TASK DETAILS
Repeat the entries below exactly and in full.

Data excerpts
//! Default replacement text per detected type

use std::collections::BTreeMap;

const FALLBACK: &str = "[REDACTED]";

/// Maps a detected type (suggestion title) to its suggested replacement.
/// Lookups ignore ASCII case.
#[derive(Debug, Clone)]
pub struct ReplacementCatalog {
    entries: BTreeMap<String, String>,
    fallback: String,
}

impl ReplacementCatalog {
    pub fn new(fallback: impl Into<String>) -> Self {
        Self {
            entries: BTreeMap::new(),
            fallback: fallback.into(),
        }
    }

    pub fn with_entry(mut self, detected_type: &str, replacement: impl Into<String>) -> Self {
        self.insert(detected_type, replacement);
        self
    }

    pub fn insert(&mut self, detected_type: &str, replacement: impl Into<String>) {
        self.entries
            .insert(detected_type.to_ascii_lowercase(), replacement.into());
    }

    pub fn suggest(&self, detected_type: &str) -> &str {
        self.entries
            .get(&detected_type.to_ascii_lowercase())
            .map(String::as_str)
            .unwrap_or(self.fallback.as_str())
    }

    pub fn fallback(&self) -> &str {
        &self.fallback
    }

    /// Entries keyed by lowercased type
    pub fn entries(&self) -> impl Iterator<Item = (&str, &str)> {
        self.entries.iter().map(|(k, v)| (k.as_str(), v.as_str()))
    }
}

impl Default for ReplacementCatalog {
    fn default() -> Self {
        Self::new(FALLBACK)
            .with_entry("Email", "user@example.com")
            .with_entry("Phone", "555-555-5555")
            .with_entry("Name", "[NAME]")
            .with_entry("SSN", "XXX-XX-XXXX")
            .with_entry("Date", "[DATE]")
            .with_entry("Address", "[ADDRESS]")
            .with_entry("MRN", "[MRN]")
    }
}

#[cfg(test)]
mod tests {
    use super::*;

    #[test]
    fn test_default_entries() {
        let catalog = ReplacementCatalog::default();
        assert_eq!(catalog.suggest("Email"), "user@example.com");
        assert_eq!(catalog.suggest("email"), "user@example.com");
        assert_eq!(catalog.suggest("Blood type"), "[REDACTED]");
    }

    #[test]
    fn test_override_entry() {
        let catalog = ReplacementCatalog::default().with_entry("EMAIL", "***");
        assert_eq!(catalog.suggest("Email"), "***");
    }
}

SOLVED PROBLEM
//! Default replacement text per detected type

use std::collections::BTreeMap;

const FALLBACK: &str = "[REDACTED]";

/// Maps a detected type (suggestion title) to its suggested replacement.
/// Lookups ignore ASCII case.
#[derive(Debug, Clone)]
pub struct ReplacementCatalog {
    entries: BTreeMap<String, String>,
    fallback: String,
}

impl ReplacementCatalog {
    pub fn new(fallback: impl Into<String>) -> Self {
        Self {
            entries: BTreeMap::new(),
            fallback: fallback.into(),
        }
    }

    pub fn with_entry(mut self, detected_type: &str, replacement: impl Into<String>) -> Self {
        self.insert(detected_type, replacement);
        self
    }

    pub fn insert(&mut self, detected_type: &str, replacement: impl Into<String>) {
        self.entries
            .insert(detected_type.to_ascii_lowercase(), replacement.into());
    }

    pub fn suggest(&self, detected_type: &str) -> &str {
        self.entries
            .get(&detected_type.to_ascii_lowercase())
            .map(String::as_str)
            .unwrap_or(self.fallback.as_str())
    }

    pub fn fallback(&self) -> &str {
        &self.fallback
    }

    /// Entries keyed by lowercased type
    pub fn entries(&self) -> impl Iterator<Item = (&str, &str)> {
        self.entries.iter().map(|(k, v)| (k.as_str(), v.as_str()))
    }
}

impl Default for ReplacementCatalog {
    fn default() -> Self {
        Self::new(FALLBACK)
            .with_entry("Email", "user@example.com")
            .with_entry("Phone", "555-555-5555")
            .with_entry("Name", "[NAME]")
            .with_entry("SSN", "XXX-XX-XXXX")
            .with_entry("Date", "[DATE]")
            .with_entry("Address", "[ADDRESS]")
            .with_entry("MRN", "[MRN]")
    }
}

#[cfg(test)]
mod tests {
    use super::*;

    #[test]
    fn test_default_entries() {
        let catalog = ReplacementCatalog::default();
        assert_eq!(catalog.suggest("Email"), "user@example.com");
        assert_eq!(catalog.suggest("email"), "user@example.com");
        assert_eq!(catalog.suggest("Blood type"), "[REDACTED]");
    }

    #[test]
    fn test_override_entry() {
        let catalog = ReplacementCatalog::default().with_entry("EMAIL", "***");
        assert_eq!(catalog.suggest("Email"), "***");
    }
}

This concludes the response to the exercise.